(Stored dataset items)
[Start of section]

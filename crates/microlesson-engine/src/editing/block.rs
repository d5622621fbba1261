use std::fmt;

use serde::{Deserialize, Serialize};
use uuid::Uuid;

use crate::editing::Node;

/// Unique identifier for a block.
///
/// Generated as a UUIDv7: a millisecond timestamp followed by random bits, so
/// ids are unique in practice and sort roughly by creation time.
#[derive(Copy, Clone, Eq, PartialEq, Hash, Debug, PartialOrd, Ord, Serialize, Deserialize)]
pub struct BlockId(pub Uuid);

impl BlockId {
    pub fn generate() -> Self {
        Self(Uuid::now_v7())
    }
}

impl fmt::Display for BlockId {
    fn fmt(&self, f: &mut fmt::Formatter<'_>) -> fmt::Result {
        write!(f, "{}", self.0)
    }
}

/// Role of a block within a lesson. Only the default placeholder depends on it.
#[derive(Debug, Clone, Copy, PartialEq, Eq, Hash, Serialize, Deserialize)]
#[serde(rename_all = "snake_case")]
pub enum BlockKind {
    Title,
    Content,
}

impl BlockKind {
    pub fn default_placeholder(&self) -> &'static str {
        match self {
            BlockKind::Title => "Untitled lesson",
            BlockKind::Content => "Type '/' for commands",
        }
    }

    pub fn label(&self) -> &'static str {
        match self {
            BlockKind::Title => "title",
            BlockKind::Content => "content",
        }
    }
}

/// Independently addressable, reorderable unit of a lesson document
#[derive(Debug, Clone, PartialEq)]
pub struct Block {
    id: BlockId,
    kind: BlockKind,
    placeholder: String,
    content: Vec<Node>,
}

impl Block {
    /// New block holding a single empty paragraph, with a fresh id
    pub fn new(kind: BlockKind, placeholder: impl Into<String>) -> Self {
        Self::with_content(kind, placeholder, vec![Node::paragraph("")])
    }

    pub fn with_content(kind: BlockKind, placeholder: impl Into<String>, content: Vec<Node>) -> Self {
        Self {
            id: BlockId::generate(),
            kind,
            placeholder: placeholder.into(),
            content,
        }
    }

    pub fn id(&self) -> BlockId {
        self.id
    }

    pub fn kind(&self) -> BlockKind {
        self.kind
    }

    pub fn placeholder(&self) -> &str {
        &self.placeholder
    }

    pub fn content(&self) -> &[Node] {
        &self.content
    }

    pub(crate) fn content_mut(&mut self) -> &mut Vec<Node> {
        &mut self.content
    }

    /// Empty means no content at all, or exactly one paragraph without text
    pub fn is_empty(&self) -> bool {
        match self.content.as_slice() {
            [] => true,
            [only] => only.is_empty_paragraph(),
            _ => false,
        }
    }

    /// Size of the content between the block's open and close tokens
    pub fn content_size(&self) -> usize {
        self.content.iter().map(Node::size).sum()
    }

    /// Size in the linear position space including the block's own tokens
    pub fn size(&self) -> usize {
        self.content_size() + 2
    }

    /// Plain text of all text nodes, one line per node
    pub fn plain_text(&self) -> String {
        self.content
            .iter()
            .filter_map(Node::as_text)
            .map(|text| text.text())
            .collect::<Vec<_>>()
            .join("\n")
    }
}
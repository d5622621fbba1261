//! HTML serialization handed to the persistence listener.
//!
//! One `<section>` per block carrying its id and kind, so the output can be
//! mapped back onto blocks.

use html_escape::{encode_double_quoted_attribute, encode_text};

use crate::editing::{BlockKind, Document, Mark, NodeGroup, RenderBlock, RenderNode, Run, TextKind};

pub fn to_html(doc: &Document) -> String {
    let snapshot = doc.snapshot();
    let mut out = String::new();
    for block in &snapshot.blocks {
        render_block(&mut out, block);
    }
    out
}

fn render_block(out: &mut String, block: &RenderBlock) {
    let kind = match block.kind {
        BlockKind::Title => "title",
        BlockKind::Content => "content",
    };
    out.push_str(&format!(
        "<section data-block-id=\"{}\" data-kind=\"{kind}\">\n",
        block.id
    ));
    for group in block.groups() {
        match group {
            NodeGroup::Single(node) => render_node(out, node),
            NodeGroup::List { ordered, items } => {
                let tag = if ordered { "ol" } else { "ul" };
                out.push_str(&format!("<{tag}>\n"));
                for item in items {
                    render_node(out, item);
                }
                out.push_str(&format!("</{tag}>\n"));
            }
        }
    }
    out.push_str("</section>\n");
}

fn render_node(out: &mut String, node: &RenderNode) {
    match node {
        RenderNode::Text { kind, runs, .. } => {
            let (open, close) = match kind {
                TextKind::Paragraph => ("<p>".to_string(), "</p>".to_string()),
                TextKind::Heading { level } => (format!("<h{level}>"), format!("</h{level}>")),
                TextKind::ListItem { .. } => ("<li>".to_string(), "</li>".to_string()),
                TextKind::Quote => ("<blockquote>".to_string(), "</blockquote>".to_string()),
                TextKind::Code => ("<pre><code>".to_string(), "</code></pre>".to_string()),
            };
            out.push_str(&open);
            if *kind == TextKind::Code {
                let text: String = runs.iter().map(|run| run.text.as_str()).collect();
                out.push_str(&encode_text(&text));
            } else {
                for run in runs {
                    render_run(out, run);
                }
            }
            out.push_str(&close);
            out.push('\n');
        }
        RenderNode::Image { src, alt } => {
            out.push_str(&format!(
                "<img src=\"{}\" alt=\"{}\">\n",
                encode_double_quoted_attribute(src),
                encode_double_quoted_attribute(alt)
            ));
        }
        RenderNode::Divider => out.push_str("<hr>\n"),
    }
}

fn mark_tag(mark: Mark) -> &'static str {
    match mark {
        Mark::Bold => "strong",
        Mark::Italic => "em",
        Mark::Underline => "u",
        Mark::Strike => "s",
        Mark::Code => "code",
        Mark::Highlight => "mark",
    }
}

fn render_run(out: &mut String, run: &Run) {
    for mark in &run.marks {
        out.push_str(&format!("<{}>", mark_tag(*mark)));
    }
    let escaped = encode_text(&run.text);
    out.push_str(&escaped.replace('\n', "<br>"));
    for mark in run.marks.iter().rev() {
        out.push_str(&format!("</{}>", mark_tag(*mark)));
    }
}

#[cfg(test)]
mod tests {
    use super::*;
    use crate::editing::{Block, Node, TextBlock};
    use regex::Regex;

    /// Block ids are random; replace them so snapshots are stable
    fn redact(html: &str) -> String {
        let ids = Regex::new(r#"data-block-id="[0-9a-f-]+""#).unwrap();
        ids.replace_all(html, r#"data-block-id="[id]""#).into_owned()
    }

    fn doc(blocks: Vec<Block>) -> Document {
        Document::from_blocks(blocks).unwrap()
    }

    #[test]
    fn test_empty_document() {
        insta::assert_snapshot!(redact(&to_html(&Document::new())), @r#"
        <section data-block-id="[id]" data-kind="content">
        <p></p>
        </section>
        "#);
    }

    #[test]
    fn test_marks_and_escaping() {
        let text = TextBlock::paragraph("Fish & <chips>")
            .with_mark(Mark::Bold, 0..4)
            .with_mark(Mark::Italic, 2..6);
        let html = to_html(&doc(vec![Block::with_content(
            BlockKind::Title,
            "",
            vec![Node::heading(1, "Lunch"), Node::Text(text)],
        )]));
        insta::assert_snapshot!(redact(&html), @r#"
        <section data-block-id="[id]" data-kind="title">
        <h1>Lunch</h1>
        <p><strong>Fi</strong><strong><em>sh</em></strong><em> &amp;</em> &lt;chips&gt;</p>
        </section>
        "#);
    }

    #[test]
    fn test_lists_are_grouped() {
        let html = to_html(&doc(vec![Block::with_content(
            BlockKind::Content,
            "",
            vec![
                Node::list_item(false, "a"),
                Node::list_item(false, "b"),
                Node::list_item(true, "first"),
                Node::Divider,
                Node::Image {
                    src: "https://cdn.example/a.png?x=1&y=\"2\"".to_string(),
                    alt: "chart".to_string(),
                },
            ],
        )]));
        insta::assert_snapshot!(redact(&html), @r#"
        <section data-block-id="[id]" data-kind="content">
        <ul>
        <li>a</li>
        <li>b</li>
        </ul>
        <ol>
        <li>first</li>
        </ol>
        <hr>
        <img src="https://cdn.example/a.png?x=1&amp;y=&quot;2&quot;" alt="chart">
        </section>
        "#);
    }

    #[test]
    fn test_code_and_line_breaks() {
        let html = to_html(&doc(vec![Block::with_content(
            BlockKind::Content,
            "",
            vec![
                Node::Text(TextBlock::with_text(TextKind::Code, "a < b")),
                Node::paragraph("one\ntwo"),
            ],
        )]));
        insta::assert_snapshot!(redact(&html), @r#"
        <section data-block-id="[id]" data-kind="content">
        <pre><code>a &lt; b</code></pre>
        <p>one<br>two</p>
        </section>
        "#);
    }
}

[End of section]

Among the records above, which lines hold the word "Serialize"? Copy each one.

use serde::{Deserialize, Serialize};
#[derive(Copy, Clone, Eq, PartialEq, Hash, Debug, PartialOrd, Ord, Serialize, Deserialize)]
#[derive(Debug, Clone, Copy, PartialEq, Eq, Hash, Serialize, Deserialize)]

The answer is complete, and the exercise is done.